Among the entries below, only the lines starting at the one with "use chromosim::physics::PhysicalModel;" and ending at the one with "b.iter(|| model.rhs(black_box(450.0), black_box(&y)).unwrap());", both included, are to be printed exactly.

[Saved entries]
=== Section Start ===

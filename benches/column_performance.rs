//! Performance benchmarks for the column model
//!
//! # What We're Measuring
//!
//! 1. **Right-hand side**: one evaluation of the column derivative, the
//!    inner loop of every solver.
//! 2. **Jacobian cost**: an implicit run with and without the sparsity hint.
//!    Without it every state entry is perturbed on its own.
//! 3. **Solver comparison**: RK4 against SDIRK over the load window.
//!
//! # Running Benchmarks
//!
//! ```bash
//! # Run all column benchmarks
//! cargo bench --bench column_performance
//!
//! # Run only the right-hand side
//! cargo bench --bench column_performance rhs
//! ```

use std::hint::black_box;
use std::time::Duration;

use chromosim::models::{ColumnConfig, ColumnModel};
use chromosim::physics::PhysicalModel;
use chromosim::solver::{RK4Solver, Scenario, SdirkSolver, Solver, SolverConfiguration};
use criterion::{BenchmarkId, Criterion, criterion_group, criterion_main};
use nalgebra::DVector;

fn multi_species_model(n_cells: usize) -> ColumnModel {
    let mut config = ColumnConfig::ev_aex_multi();
    config.n_cells = n_cells;
    ColumnModel::new(config).unwrap()
}

// =================================================================================================
// Benchmark Functions
// =================================================================================================

/// One right-hand side evaluation for growing grids
///
/// Cost should scale linearly with N: both operators are banded.
fn benchmark_rhs(c: &mut Criterion) {
    let mut group = c.benchmark_group("Column rhs");

    for n_cells in [20, 80, 320] {
        let model = multi_species_model(n_cells);
        let y = DVector::from_fn(model.state_len(), |i, _| 1e-3 * (i % 7) as f64);

        group.bench_with_input(BenchmarkId::from_parameter(n_cells), &n_cells, |b, _| {
            b.iter(|| model.rhs(black_box(450.0), black_box(&y)).unwrap());
        });
    }

    group.finish();
}

/// SDIRK over the load window with and without the sparsity hint
fn benchmark_sparsity_hint(c: &mut Criterion) {
    let mut group = c.benchmark_group("SDIRK jacobian");
    group.sample_size(10);
    group.measurement_time(Duration::from_secs(20));

    let config = SolverConfiguration::adaptive(0.0, 600.0, 1e-6, 1e-6, 8.0);
    let solver = SdirkSolver::new();

    let colored = Scenario::new(Box::new(multi_species_model(40)));
    group.bench_function("colored", |b| {
        b.iter(|| solver.solve(black_box(&colored), black_box(&config)).unwrap());
    });

    let dense = Scenario::new(Box::new(multi_species_model(40))).without_sparsity();
    group.bench_function("dense", |b| {
        b.iter(|| solver.solve(black_box(&dense), black_box(&config)).unwrap());
    });

    group.finish();
}

/// Explicit vs implicit on the same window
fn benchmark_solver_comparison(c: &mut Criterion) {
    let mut group = c.benchmark_group("Solver comparison");
    group.sample_size(10);
    group.measurement_time(Duration::from_secs(20));

    let scenario = Scenario::new(Box::new(multi_species_model(80)));

    let fixed = SolverConfiguration::fixed_step(0.0, 600.0, 1200);
    group.bench_function("Runge-Kutta 4", |b| {
        b.iter(|| RK4Solver::new().solve(black_box(&scenario), black_box(&fixed)).unwrap());
    });

    let adaptive = SolverConfiguration::adaptive(0.0, 600.0, 1e-6, 1e-6, 8.0);
    group.bench_function("SDIRK2(1)", |b| {
        b.iter(|| SdirkSolver::new().solve(black_box(&scenario), black_box(&adaptive)).unwrap());
    });

    group.finish();
}

// =================================================================================================
// Criterion Configuration
// =================================================================================================

criterion_group!(
    benches,
    benchmark_rhs,
    benchmark_sparsity_hint,
    benchmark_solver_comparison
);
criterion_main!(benches);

=== Section End ===

> [Completed exercise]
use chromosim::physics::PhysicalModel;
use chromosim::solver::{RK4Solver, Scenario, SdirkSolver, Solver, SolverConfiguration};
use criterion::{BenchmarkId, Criterion, criterion_group, criterion_main};
use nalgebra::DVector;

fn multi_species_model(n_cells: usize) -> ColumnModel {
    let mut config = ColumnConfig::ev_aex_multi();
    config.n_cells = n_cells;
    ColumnModel::new(config).unwrap()
}

// =================================================================================================
// Benchmark Functions
// =================================================================================================

/// One right-hand side evaluation for growing grids
///
/// Cost should scale linearly with N: both operators are banded.
fn benchmark_rhs(c: &mut Criterion) {
    let mut group = c.benchmark_group("Column rhs");

    for n_cells in [20, 80, 320] {
        let model = multi_species_model(n_cells);
        let y = DVector::from_fn(model.state_len(), |i, _| 1e-3 * (i % 7) as f64);

        group.bench_with_input(BenchmarkId::from_parameter(n_cells), &n_cells, |b, _| {
            b.iter(|| model.rhs(black_box(450.0), black_box(&y)).unwrap());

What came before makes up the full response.